Its nice, but android is getting the short end of the stick from tapatalk. The iPad app destroys the android version. Sliding panels and web view w/navigator options is so much nicer


----------



## Mustang302LX (Jun 28, 2011)

Yeah I'm not impressed at all with this update. Few UI changes but other than that nothing great IMO.


----------



## ridobe (Jun 10, 2011)

I found out how to get around the launching of the web for sub forums. Instead of the conventional path through the GN forum, go: Rootzwiki/Team Forums/AOKP/Device Threads/[pick thread]. Then you can subscribe and it will show up in your favorites.


----------



## ridobe (Jun 10, 2011)

abqnm said:


> I'd love a *semi* functional app.
> 
> Sent from my brain using human to phone transport technology.


FTFY.


----------



## abqnm (Jul 3, 2011)

blaineevans said:


> App data wipe is normal for a whole new version.
> 
> Pictures not showing up has to do with hardware acceleration. Turn it off and they load fine. (Still should have been something they fixed.)
> 
> ...


I have never encountered another app that required a data wipe when updating from the play store or market. Even to a new version.

Sent from my brain using human to phone transport technology.


----------



## MisterEff (Jan 2, 2012)

And charging $2.99 for those that want a color change. And that's per color. That sucks. I also had to wipe data to get Widgets to work and I shouldn't have to.

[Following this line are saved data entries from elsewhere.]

use tracing::debug;

use super::{Array, Scalar};
use crate::{shape, Order, Result, ShapeError};

/// Strides that lay out `to_shape` over the same memory as `from_shape` with
/// `from_strides`, reading elements in `order`.
///
/// Unit axes of the source are ignored. Source and target axes are grouped
/// left to right until the products of their extents agree; each group of
/// source axes has to be contiguous relative to itself under `order`.
pub(crate) fn reshape_strides(
    from_shape: &[usize],
    from_strides: &[isize],
    to_shape: &[usize],
    order: Order,
) -> core::result::Result<Vec<isize>, ShapeError> {
    debug_assert_eq!(from_shape.len(), from_strides.len());

    let len = shape::element_count(from_shape);
    if len != shape::element_count(to_shape) {
        return Err(ShapeError::IncompatibleShape {
            len,
            to: to_shape.to_vec(),
        });
    }
    if len == 0 {
        return Ok(vec![1; to_shape.len()]);
    }

    let (old_dims, old_strides): (Vec<usize>, Vec<isize>) = from_shape
        .iter()
        .zip(from_strides)
        .filter(|&(&dim, _)| dim != 1)
        .map(|(&dim, &stride)| (dim, stride))
        .unzip();
    let incompatible_layout = || ShapeError::IncompatibleLayout {
        shape: from_shape.to_vec(),
        strides: from_strides.to_vec(),
        to: to_shape.to_vec(),
    };

    let mut strides = vec![0_isize; to_shape.len()];
    let (mut oi, mut oj) = (0, 1);
    let (mut ni, mut nj) = (0, 1);
    while ni < to_shape.len() && oi < old_dims.len() {
        let mut np = to_shape[ni];
        let mut op = old_dims[oi];
        while np != op {
            if np < op {
                np *= to_shape[nj];
                nj += 1;
            } else {
                op *= old_dims[oj];
                oj += 1;
            }
        }

        for k in oi..oj - 1 {
            let contiguous = match order {
                Order::RowMajor => old_strides[k] == old_dims[k + 1] as isize * old_strides[k + 1],
                Order::ColumnMajor => old_strides[k + 1] == old_dims[k] as isize * old_strides[k],
            };
            if !contiguous {
                return Err(incompatible_layout());
            }
        }

        match order {
            Order::RowMajor => {
                strides[nj - 1] = old_strides[oj - 1];
                for k in (ni + 1..nj).rev() {
                    strides[k - 1] = strides[k] * to_shape[k] as isize;
                }
            }
            Order::ColumnMajor => {
                strides[ni] = old_strides[oi];
                for k in ni + 1..nj {
                    strides[k] = strides[k - 1] * to_shape[k - 1] as isize;
                }
            }
        }

        ni = nj;
        nj += 1;
        oi = oj;
        oj += 1;
    }

    // trailing unit axes
    let last_stride = match (ni, order) {
        (0, _) => 1,
        (_, Order::RowMajor) => strides[ni - 1],
        (_, Order::ColumnMajor) => strides[ni - 1] * to_shape[ni - 1] as isize,
    };
    for stride in &mut strides[ni..] {
        *stride = last_stride;
    }

    Ok(strides)
}

impl<T> Array<T> {
    /// Reinterprets the array with `shape` in place, without moving data.
    ///
    /// On failure the array is left untouched. An
    /// [`IncompatibleLayout`](ShapeError::IncompatibleLayout) error means
    /// the data has to be copied before it can take the new shape.
    pub fn reshape(
        &mut self,
        shape: &[usize],
        order: Order,
    ) -> core::result::Result<(), ShapeError> {
        let strides = reshape_strides(&self.shape, &self.strides, shape, order)?;
        self.shape = shape.to_vec();
        self.strides = strides;
        self.len = shape::data_len(&self.shape, &self.strides);
        Ok(())
    }

    /// Borrowing view with `shape`. Never copies.
    pub fn reshaped(&self, shape: &[usize], order: Order) -> Result<Array<T>> {
        let mut out = Array::view_of(self);
        out.reshape(shape, order)?;
        Ok(out)
    }
}

impl<T> Array<T>
where
    T: Scalar,
{
    /// Array with `shape`: a view when the layout allows one, otherwise an
    /// owning copy stored in `order`.
    pub fn to_shape(&self, shape: &[usize], order: Order) -> Result<Array<T>> {
        match self.reshaped(shape, order) {
            Err(crate::Error::Shape(e)) if e.is_layout() => self.reshape_copy(shape, order),
            result => result,
        }
    }

    /// Consuming form of [`to_shape`](Self::to_shape). Ownership carries
    /// over when no copy is needed.
    pub fn into_shape(mut self, shape: &[usize], order: Order) -> Result<Array<T>> {
        match self.reshape(shape, order) {
            Ok(()) => Ok(self),
            Err(e) if e.is_layout() => self.reshape_copy(shape, order),
            Err(e) => Err(e.into()),
        }
    }

    fn reshape_copy(&self, shape: &[usize], order: Order) -> Result<Array<T>> {
        debug!(
            from = ?self.shape,
            strides = ?self.strides,
            to = ?shape,
            order = order.name(),
            "layout does not allow a view, copying before reshape"
        );
        let mut out = Array::allocate_with_shape(&self.shape, order);
        self.copy_to(&mut out);
        out.reshape(shape, order)?;
        Ok(out)
    }
}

Sent from my Galaxy Nexus using Tapatalk 2


----------



## Snow02 (Jun 14, 2011)

chopper the dog said:


> Tapatalk pulls resources from framework-res. Themeing the app is not needed.
> 
> good day.


Poke around the new version. They changed it up. Colors are now dictated by xml in the app.


----------



## DroidOnRoids (Sep 20, 2011)

If you ask me, the app/colors remind me of MIUI v4.


----------



## rooted (Oct 27, 2011)

MisterEff said:


> And charging $2.99 for those that want a color change. And that's per color. That sucks. I also had to wipe data to get Widgets to work and I shouldn't have to.
> 
> Sent from my Galaxy Nexus using Tapatalk 2


+1 x 3 to the fifth power


----------



## Snow02 (Jun 14, 2011)

New update out today is better. The orange isn't so offensive.


----------



## TMFGO45 (Jan 14, 2012)

And the color purchases work...

Sent from my Galaxy Nexus (Codename Android 1.6.0, franco.Kernel #M2, Leaked 4.0.4.radios, Inverted Gapps, Nova Launcher 1.0.2, 1200/350) using Inverted Green Tapatalk 2


----------



## sabbotage (Jun 15, 2011)

Anyone have the issue where they reply to a subscribed thread and it disappears from their subscriptions? I asked about this over at the tapatalk forums today and 30 minutes later they released an updated plugin for IPBoard that fixes the issue. Has this site been updated with the newest plugin yet that fixes this issue?


----------



## ridobe (Jun 10, 2011)

sabbotage said:


> Anyone have the issue where they reply to a subscribed thread and it disappears from their subscriptions? I asked about this over at the tapatalk forums today and 30 minutes later they released an updated plugin for IPBoard that fixes the issue. Has this site been updated with the newest plugin yet that fixes this issue?


Yes. I saw your post over there. I didn't see that it was updated.

Sent from my Galaxy Nexus


----------



## abqnm (Jul 3, 2011)

What really keeps driving me nuts is that the widget launches a new instance every time. I used to be able to hit home and do other tasks and come back to right where I left off if I tapped the widget. Now it launches a new session. I can get back to where I was through the recent apps button but I often find it faster to just tap the widget. Now I just keep losing my place.

Sent from my brain using human to phone transport technology.


----------